Soon, though, she does define herself, by default. "I've never been a bubbly blonde, I'm really bad-tempered," she says. "Women on TV are seen as interchangeable, whether they're newscasters, presenters or entertainment. And if you're blonde (which she isn't, quite: more mousy, as she's the first to admit) you get lumped together: a herd of cattle, a flock of sheep, a bunch of blondes. I think that's the word for it: a bunch."
And that is, partly, where the production company comes in. "There comes a point when you just want to control your own life. And people are less likely to come to you with a proposal for some sort of nonsensical drivel if you're known to be in charge of, writing and producing your own programmes.

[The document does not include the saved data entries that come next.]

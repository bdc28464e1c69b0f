//! Data-driven field geometry and tuning
//!
//! Everything the simulation treats as a parameter lives here. Defaults
//! describe the standard portrait layout; an embedding UI overrides what it
//! needs (typically just the field size) via [`Config::from_json`], which
//! accepts partial documents.

use glam::Vec2;
use serde::{Deserialize, Serialize};

use crate::consts::*;

/// Field geometry and gameplay tuning for one session.
#[derive(Debug, Clone, PartialEq, Serialize, Deserialize)]
#[serde(default)]
pub struct Config {
    /// Play-area size in points
    pub field_width: f32,
    pub field_height: f32,

    /// Ball square side
    pub ball_size: f32,
    /// Initial per-frame velocity at session start
    pub ball_start_vx: f32,
    pub ball_start_vy: f32,
    /// Ball spawn height above the bottom edge
    pub ball_start_floor_offset: f32,
    /// Horizontal speed cap after paddle steering
    pub ball_max_vx: f32,

    pub paddle_width: f32,
    pub paddle_height: f32,
    /// Height of the paddle band top above the bottom edge
    pub paddle_floor_offset: f32,
    /// Paddle-center offset to added horizontal velocity ratio
    pub steer_factor: f32,

    /// Loss band height above the bottom edge
    pub floor_margin: f32,

    pub block_width: f32,
    pub block_height: f32,
    /// Spacing between neighboring blocks, both axes
    pub block_gap: f32,
    /// Top-left corner of the grid
    pub grid_left: f32,
    pub grid_top: f32,
    pub grid_rows: u32,
    pub grid_cols: u32,

    /// Score per destroyed block
    pub block_reward: u64,
}

impl Default for Config {
    fn default() -> Self {
        Self {
            field_width: FIELD_WIDTH,
            field_height: FIELD_HEIGHT,
            ball_size: BALL_SIZE,
            ball_start_vx: BALL_START_VX,
            ball_start_vy: BALL_START_VY,
            ball_start_floor_offset: BALL_START_FLOOR_OFFSET,
            ball_max_vx: BALL_MAX_VX,
            paddle_width: PADDLE_WIDTH,
            paddle_height: PADDLE_HEIGHT,
            paddle_floor_offset: PADDLE_FLOOR_OFFSET,
            steer_factor: STEER_FACTOR,
            floor_margin: FLOOR_MARGIN,
            block_width: BLOCK_WIDTH,
            block_height: BLOCK_HEIGHT,
            block_gap: BLOCK_GAP,
            grid_left: GRID_LEFT,
            grid_top: GRID_TOP,
            grid_rows: GRID_ROWS,
            grid_cols: GRID_COLS,
            block_reward: BLOCK_REWARD,
        }
    }
}

impl Config {
    /// Parse a config from JSON. Missing fields keep their defaults.
    pub fn from_json(json: &str) -> Result<Self, serde_json::Error> {
        serde_json::from_str(json)
    }

    /// Top edge of the paddle band.
    pub fn paddle_y(&self) -> f32 {
        self.field_height - self.paddle_floor_offset
    }

    /// The ball is lost once its top edge reaches this line.
    pub fn floor_y(&self) -> f32 {
        self.field_height - self.floor_margin
    }

    /// Ball spawn position: horizontally centered, above the paddle band.
    pub fn ball_start(&self) -> Vec2 {
        Vec2::new(
            self.field_width / 2.0 - self.ball_size / 2.0,
            self.field_height - self.ball_start_floor_offset,
        )
    }

    /// Paddle spawn x: horizontally centered.
    pub fn paddle_start_x(&self) -> f32 {
        self.field_width / 2.0 - self.paddle_width / 2.0
    }

    /// Total number of blocks in the grid.
    pub fn block_count(&self) -> usize {
        (self.grid_rows * self.grid_cols) as usize
    }
}
// Copyright (c) AlphaVelocity.
// All rights reserved.
//
// This source code is licensed under the license found in the
// LICENSE file in the root directory of this source tree.

use chrono::NaiveDate;
use ledgerclip::error::LedgerError;
use ledgerclip::ledger::{categories, transactions};
use ledgerclip::models::{
    CategoryFilter, CategoryKind, NewTransaction, TxnFilter, TxnKind,
};
use rust_decimal::Decimal;

fn setup() -> rusqlite::Connection {
    ledgerclip::db::open_in_memory().unwrap()
}

fn date(y: i32, m: u32, d: u32) -> NaiveDate {
    NaiveDate::from_ymd_opt(y, m, d).unwrap()
}

fn record(
    conn: &rusqlite::Connection,
    user: &str,
    kind: TxnKind,
    amount: &str,
    day: NaiveDate,
    category_id: Option<i64>,
) -> ledgerclip::models::Transaction {
    transactions::record(
        conn,
        user,
        &NewTransaction {
            category_id,
            amount: amount.parse().unwrap(),
            kind,
            description: None,
            date: day,
        },
    )
    .unwrap()
}

#[test]
fn record_rejects_non_positive_amounts() {
    let conn = setup();
    for bad in ["0", "-5"] {
        let err = transactions::record(
            &conn,
            "alice",
            &NewTransaction {
                category_id: None,
                amount: bad.parse().unwrap(),
                kind: TxnKind::Expense,
                description: None,
                date: date(2025, 8, 1),
            },
        )
        .unwrap_err();
        assert!(matches!(err, LedgerError::Validation(_)), "{:?}", err);
    }
}

#[test]
fn record_rejects_unknown_category() {
    let conn = setup();
    let err = transactions::record(
        &conn,
        "alice",
        &NewTransaction {
            category_id: Some(999),
            amount: Decimal::from(10),
            kind: TxnKind::Expense,
            description: None,
            date: date(2025, 8, 1),
        },
    )
    .unwrap_err();
    assert!(matches!(err, LedgerError::NotFound { .. }), "{:?}", err);
}

#[test]
fn round_trip_preserves_fields() {
    let conn = setup();
    let cat = categories::ensure(&conn, "alice", "Dining", CategoryKind::Expense, Some("🍜"))
        .unwrap();
    let recorded = transactions::record(
        &conn,
        "alice",
        &NewTransaction {
            category_id: Some(cat.id),
            amount: "42.35".parse().unwrap(),
            kind: TxnKind::Expense,
            description: Some("lunch".into()),
            date: date(2025, 8, 10),
        },
    )
    .unwrap();
    let fetched = transactions::get(&conn, "alice", recorded.id).unwrap();
    assert_eq!(fetched.category_id, Some(cat.id));
    assert_eq!(fetched.amount, "42.35".parse::<Decimal>().unwrap());
    assert_eq!(fetched.kind, TxnKind::Expense);
    assert_eq!(fetched.description.as_deref(), Some("lunch"));
    assert_eq!(fetched.date, date(2025, 8, 10));
}

#[test]
fn list_orders_newest_first_with_stable_ties() {
    let conn = setup();
    let a = record(&conn, "alice", TxnKind::Income, "1", date(2025, 8, 5), None);
    let b = record(&conn, "alice", TxnKind::Income, "2", date(2025, 8, 7), None);
    let c = record(&conn, "alice", TxnKind::Income, "3", date(2025, 8, 5), None);

    let listed = transactions::list(&conn, "alice", &TxnFilter::default()).unwrap();
    let ids: Vec<i64> = listed.iter().map(|t| t.id).collect();
    // Newest date first; same-date rows keep insertion order.
    assert_eq!(ids, vec![b.id, a.id, c.id]);
}

#[test]
fn sum_equals_mathematical_sum() {
    let conn = setup();
    let amounts = ["10.10", "20.25", "0.65", "100"];
    for a in amounts {
        record(&conn, "alice", TxnKind::Expense, a, date(2025, 8, 3), None);
    }
    record(&conn, "alice", TxnKind::Income, "55", date(2025, 8, 3), None);

    let expected: Decimal = amounts.iter().map(|a| a.parse::<Decimal>().unwrap()).sum();
    let total = transactions::sum(
        &conn,
        "alice",
        &TxnFilter {
            kind: Some(TxnKind::Expense),
            ..Default::default()
        },
    )
    .unwrap();
    assert_eq!(total, expected);
}

#[test]
fn filters_restrict_by_category_kind_and_range() {
    let conn = setup();
    let dining = categories::ensure(&conn, "alice", "Dining", CategoryKind::Expense, None)
        .unwrap();
    record(&conn, "alice", TxnKind::Expense, "10", date(2025, 7, 1), Some(dining.id));
    record(&conn, "alice", TxnKind::Expense, "20", date(2025, 8, 1), Some(dining.id));
    record(&conn, "alice", TxnKind::Expense, "40", date(2025, 8, 2), None);

    let filter = TxnFilter {
        category: CategoryFilter::Id(dining.id),
        kind: Some(TxnKind::Expense),
        from: Some(date(2025, 8, 1)),
        to: Some(date(2025, 8, 31)),
    };
    assert_eq!(
        transactions::sum(&conn, "alice", &filter).unwrap(),
        Decimal::from(20)
    );

    let uncat = TxnFilter {
        category: CategoryFilter::Uncategorized,
        ..Default::default()
    };
    assert_eq!(
        transactions::sum(&conn, "alice", &uncat).unwrap(),
        Decimal::from(40)
    );
}

#[test]
fn amend_corrects_description_and_category_only() {
    let conn = setup();
    let groceries =
        categories::ensure(&conn, "alice", "Groceries", CategoryKind::Expense, None).unwrap();
    let t = record(&conn, "alice", TxnKind::Expense, "15", date(2025, 8, 4), None);

    let amended = transactions::amend(
        &conn,
        "alice",
        t.id,
        Some(Some("weekly shop".into())),
        Some(Some(groceries.id)),
    )
    .unwrap();
    assert_eq!(amended.description.as_deref(), Some("weekly shop"));
    assert_eq!(amended.category_id, Some(groceries.id));
    // Immutable fields untouched.
    assert_eq!(amended.amount, t.amount);
    assert_eq!(amended.date, t.date);

    let cleared =
        transactions::amend(&conn, "alice", t.id, Some(None), Some(None)).unwrap();
    assert_eq!(cleared.description, None);
    assert_eq!(cleared.category_id, None);
}

#[test]
fn remove_succeeds_once_then_not_found() {
    let conn = setup();
    let t = record(&conn, "alice", TxnKind::Income, "5", date(2025, 8, 1), None);
    transactions::remove(&conn, "alice", t.id).unwrap();
    let err = transactions::remove(&conn, "alice", t.id).unwrap_err();
    assert!(matches!(err, LedgerError::NotFound { .. }), "{:?}", err);
}

#[test]
fn other_users_rows_are_denied_not_revealed() {
    let conn = setup();
    let t = record(&conn, "alice", TxnKind::Income, "5", date(2025, 8, 1), None);

    let err = transactions::get(&conn, "bob", t.id).unwrap_err();
    assert!(matches!(err, LedgerError::Authorization { .. }), "{:?}", err);
    // Bob's listings are unaffected by Alice's ledger.
    assert!(transactions::list(&conn, "bob", &TxnFilter::default())
        .unwrap()
        .is_empty());
}

#[test]
fn unknown_kind_is_a_validation_error() {
    let err = TxnKind::parse("groceries").unwrap_err();
    assert!(matches!(err, LedgerError::Validation(_)), "{:?}", err);
    for good in [
        "income",
        "expense",
        "transfer",
        "savings",
        "savings-withdrawal",
        "investment",
    ] {
        assert_eq!(TxnKind::parse(good).unwrap().as_str(), good);
    }
}

#[test]
fn database_persists_across_reopen() {
    let dir = tempfile::tempdir().unwrap();
    let path = dir.path().join("ledgerclip.sqlite");
    {
        let conn = ledgerclip::db::open_at(&path).unwrap();
        record(&conn, "alice", TxnKind::Income, "12.50", date(2025, 8, 1), None);
    }
    let conn = ledgerclip::db::open_at(&path).unwrap();
    let listed = transactions::list(&conn, "alice", &TxnFilter::default()).unwrap();
    assert_eq!(listed.len(), 1);
    assert_eq!(listed[0].amount, "12.50".parse::<Decimal>().unwrap());
}

#[test]
fn cli_tx_add_trims_inputs() {
    let conn = setup();
    let cli = ledgerclip::cli::build_cli();
    let matches = cli.get_matches_from([
        "ledgerclip", "tx", "add", "--date", " 2025-08-02 ", "--amount", " 19.99 ", "--kind",
        "expense",
    ]);
    if let Some(("tx", tx_m)) = matches.subcommand() {
        ledgerclip::commands::transactions::handle(&conn, "alice", tx_m).unwrap();
    } else {
        panic!("tx command not parsed");
    }
    let listed = transactions::list(&conn, "alice", &TxnFilter::default()).unwrap();
    assert_eq!(listed.len(), 1);
    assert_eq!(listed[0].amount, "19.99".parse::<Decimal>().unwrap());
    assert_eq!(listed[0].date, date(2025, 8, 2));
}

"You have so much more control over what you do, from the guests down to the sofa fabric in the studio."
As a former bubbly blonde who has fought hard to be recognised for what she is - an intelligent and refreshingly natural TV presenter who happens to be an attractive woman - she is wary of anything to do with tabloid television. The plethora of new channels may give opportunities to people wanting to break in to the industry, "but unless you want to present a show for pounds 2.50, it's not something to do".
There is one proviso about the Mariella brand, though: asked if she would be where she is today if she didn't have a nice face, she replies instantly: "No. If I didn't have a nice face I would be respected but unemployed. That's an indictment of the sexism in the system."
Happy though she seems to be with Frostrup on Friday, which will see the customary array of guests being barked at charmingly and, she insists, unobtrusively, she hasn't managed to get complete control: "I'd never have chosen that name," she says with a genuine cringe. "I'm not the point of the show, the guests are."
Which points to an inherent contradiction in personality branding. Ms Frostrup says she sees herself as a journalist, a conduit between guest and viewer, her own experiences (she left school at 15 and her intelligence is of the streetwise kind) lending her a populist touch. But to succeed she has to be the point of the show, to prove to the powers paying her that the Mariella brand is both unique and essential, or else they could get someone else to do her job.
A publicist asked to "brand" Ms Frostrup once called her "the thinking man's crumpet" - which can describe anyone from Anna Ford to Francesca Annis. If Ms Frostrup succeeds in intelligently bringing the likes of Damien Hirst and Gilbert and George to the attention of people who would otherwise only have read about them in the tabloids - then she'll be a rare brand indeed.